OUTPUT_DIR=${ROOT_DIR}/results/zero_shot/inference/eic/${TASK_NAME}
# Let's generate 20 trajectories
NUM_SAMPLES=20
TASK_CONFIG_PATH=${TASKS_DIR}/${TASK_NAME}.yaml


meds-torch-generate model=eic_forecasting experiment=eic_forecast_mtr \
    model/trajectory_labeler=aces_schema_labeler model.trajectory_labeler.yaml_path=$TASK_CONFIG_PATH \
    data.dataloader.batch_size=512 model.generate_id=0 trainer.devices=[0] data.predict_dataset=test \
	data.do_include_subject_id=true data.do_include_prediction_time=true data.do_include_end_time=true \
    data.task_name=${TASK_NAME} data.task_root_dir=${TASKS_DIR} \
    paths.meds_cohort_dir=${MEDS_DIR} ckpt_path=${BEST_CHECKPOINT} \
    paths.data_dir=${TENSOR_DIR} paths.output_dir=${OUTPUT_DIR} \
    "hydra.searchpath=[pkg://meds_torch.configs,$(pwd)/ZERO_SHOT_TUTORIAL/configs/]"

```

**Checkout the `abnormal_lab_inference.sh` script for how to loop through a suite of tasks.**

## Controlled Analysis of Trajectories

**If you just want to generate N tokens given the first M tokens from a patient trajectory, run the following command:**

- `data.subsequence_sampling_strategy=from_start` makes the model start at the beginning of the patient trajectory
- `data.predict_dataset=test` makes generation run on the `test` set of patients, but you can also use the `val` or `train` set.
- `trainer.devices=[0]` uses gpu id 0 for inference
- `model.generate_id="range(0,$NUM_SAMPLES)"` paired with the `--multirun` flag will make this run i a for loop 20 times with the generate_id ranging from 0 to 19 -- i.e. generating 20 samples for each patient.
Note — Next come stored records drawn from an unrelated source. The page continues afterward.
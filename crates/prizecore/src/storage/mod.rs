//! SQLite storage: connection pool, schema migrations and queries

pub mod db;
pub mod migrations;

// Re-exports for convenience
pub use db::{
    create_pool, get_connection, ClaimOutcome, DbConnection, DbPool, PoolStats, Prize, User, WinClaim,
};
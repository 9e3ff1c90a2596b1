//! Logging initialization and startup diagnostics
//!
//! This module provides:
//! - Logger initialization (console + file)
//! - Asset directory validation and logging

use anyhow::Result;
use simplelog::*;
use std::fs::File;
use std::path::Path;

use crate::core::config;

/// Initialize logger for both console and file output
///
/// # Arguments
/// * `log_file_path` - Path to the log file
///
/// # Returns
/// * `Ok(())` - Logger initialized successfully
/// * `Err(anyhow::Error)` - Failed to initialize logger
pub fn init_logger(log_file_path: &str) -> Result<()> {
    let log_file = File::create(log_file_path).map_err(|e| anyhow::anyhow!("Failed to create log file: {}", e))?;

    CombinedLogger::init(vec![
        TermLogger::new(
            LevelFilter::Info,
            Config::default(),
            TerminalMode::Mixed,
            ColorChoice::Auto,
        ),
        WriteLogger::new(LevelFilter::Info, Config::default(), log_file),
    ])
    .map_err(|e| anyhow::anyhow!("Failed to initialize logger: {}", e))?;

    Ok(())
}

/// Logs where prize images and teasers are read from at application startup
///
/// A missing images directory is not fatal (it is created on startup) but
/// an empty one means every broadcast cycle will find nothing to send.
pub fn log_assets_configuration() {
    log::info!("━━━━━━━━━━━━━━━━━━━━━━━━━━━━━━━━━━━━━━━━━━━━━━━━━━━━━━━━━━━━");
    log::info!("🖼  Asset Configuration Check");
    log::info!("━━━━━━━━━━━━━━━━━━━━━━━━━━━━━━━━━━━━━━━━━━━━━━━━━━━━━━━━━━━━");

    log_dir_status("IMAGES_DIR", &config::IMAGES_DIR);
    log_dir_status("HIDDEN_IMAGES_DIR", &config::HIDDEN_IMAGES_DIR);
    log::info!("DATABASE_PATH: {}", config::DATABASE_PATH.as_str());
    log::info!("Broadcast interval: {}s", *config::broadcast::INTERVAL_SECS);

    log::info!("━━━━━━━━━━━━━━━━━━━━━━━━━━━━━━━━━━━━━━━━━━━━━━━━━━━━━━━━━━━━");
}

fn log_dir_status(name: &str, dir: &str) {
    let path = Path::new(dir);
    if !path.exists() {
        log::warn!("⚠️  {}: {} (does not exist yet, will be created)", name, dir);
        return;
    }

    match std::fs::read_dir(path) {
        Ok(entries) => {
            let count = entries.filter_map(|e| e.ok()).filter(|e| e.path().is_file()).count();
            if count == 0 {
                log::warn!("⚠️  {}: {} (empty)", name, dir);
            } else {
                log::info!("✅ {}: {} ({} file(s))", name, dir, count);
            }
        }
        Err(e) => log::error!("❌ {}: {} (cannot read: {})", name, dir, e),
    }
}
You can remove the `--multirun` flag and set `model.generate_id=0` to just generate a single sample.

```console
PRETRAIN_OUTPUT_DIR=${ROOT_DIR}/results/zero_shot/eic_hparam_sweep
MODEL_SWEEP_DIR=$(meds-torch-latest-dir path=${PRETRAIN_OUTPUT_DIR})
BEST_CHECKPOINT=${MODEL_SWEEP_DIR}/checkpoints/best_model.ckpt
BEST_CONFIG=${MODEL_SWEEP_DIR}/best_config.json
MEDS_DIR=${ROOT_DIR}/meds/
TENSOR_DIR=${ROOT_DIR}/eic_tensors/
N=10
M=10
OUTPUT_DIR=${ROOT_DIR}/results/zero_shot/inference/eic/FIRST${N}_GENERATE${M}/
# Let's generate 20 trajectories
NUM_SAMPLES=20

meds-torch-generate --multirun model=eic_forecasting experiment=eic_forecast_mtr \
    model.max_tokens_budget=${M} data.subsequence_sampling_strategy=from_start \
    data.dataloader.batch_size=512 model.generate_id="range(0,$NUM_SAMPLES)" trainer.devices=[0] data.predict_dataset=test \
	data.do_include_subject_id=true data.do_include_prediction_time=true data.do_include_end_time=true \
    paths.meds_cohort_dir=${MEDS_DIR} ckpt_path=${BEST_CHECKPOINT} \
    paths.data_dir=${TENSOR_DIR} paths.output_dir=${OUTPUT_DIR} \
    "hydra.searchpath=[pkg://meds_torch.configs,$(pwd)/ZERO_SHOT_TUTORIAL/configs/]"
```

Note that you can find the generated patient trajectories in
`${OUTPUT_DIR}/<DATE>/generated_trajectory_*.parquet`
Note that in the actual directory `${OUTPUT_DIR}/<DATE>/` you will find a `generated_trajectory_.parquet`, `generated_trajectory_.parquet`, ..., `generated_trajectory_19.parquet`

If you used an aces_schema_labeler, there will be zero-shot prediction results in

`${OUTPUT_DIR}/<DATE>/predictions_*.parquet`

You can load all the samples simultaneously in a jupyter notebook with:

```python
# pip install polars
import polars as pl

prediction_df = pl.read_parquet(f"{OUTPUT_DIR}/<DATE>/predictions_*.parquet")
generate_df = pl.read_parquet(f"{OUTPUT_DIR}/<DATE>/generated_trajectory_*.parquet")
```

See the `inference_analysis.ipynb` notebook to learn

1. how to checkout what the actual input tokens for patient data are and interpret them using the metadata.
2. how to prompt the generative model with a custom sequence of codes.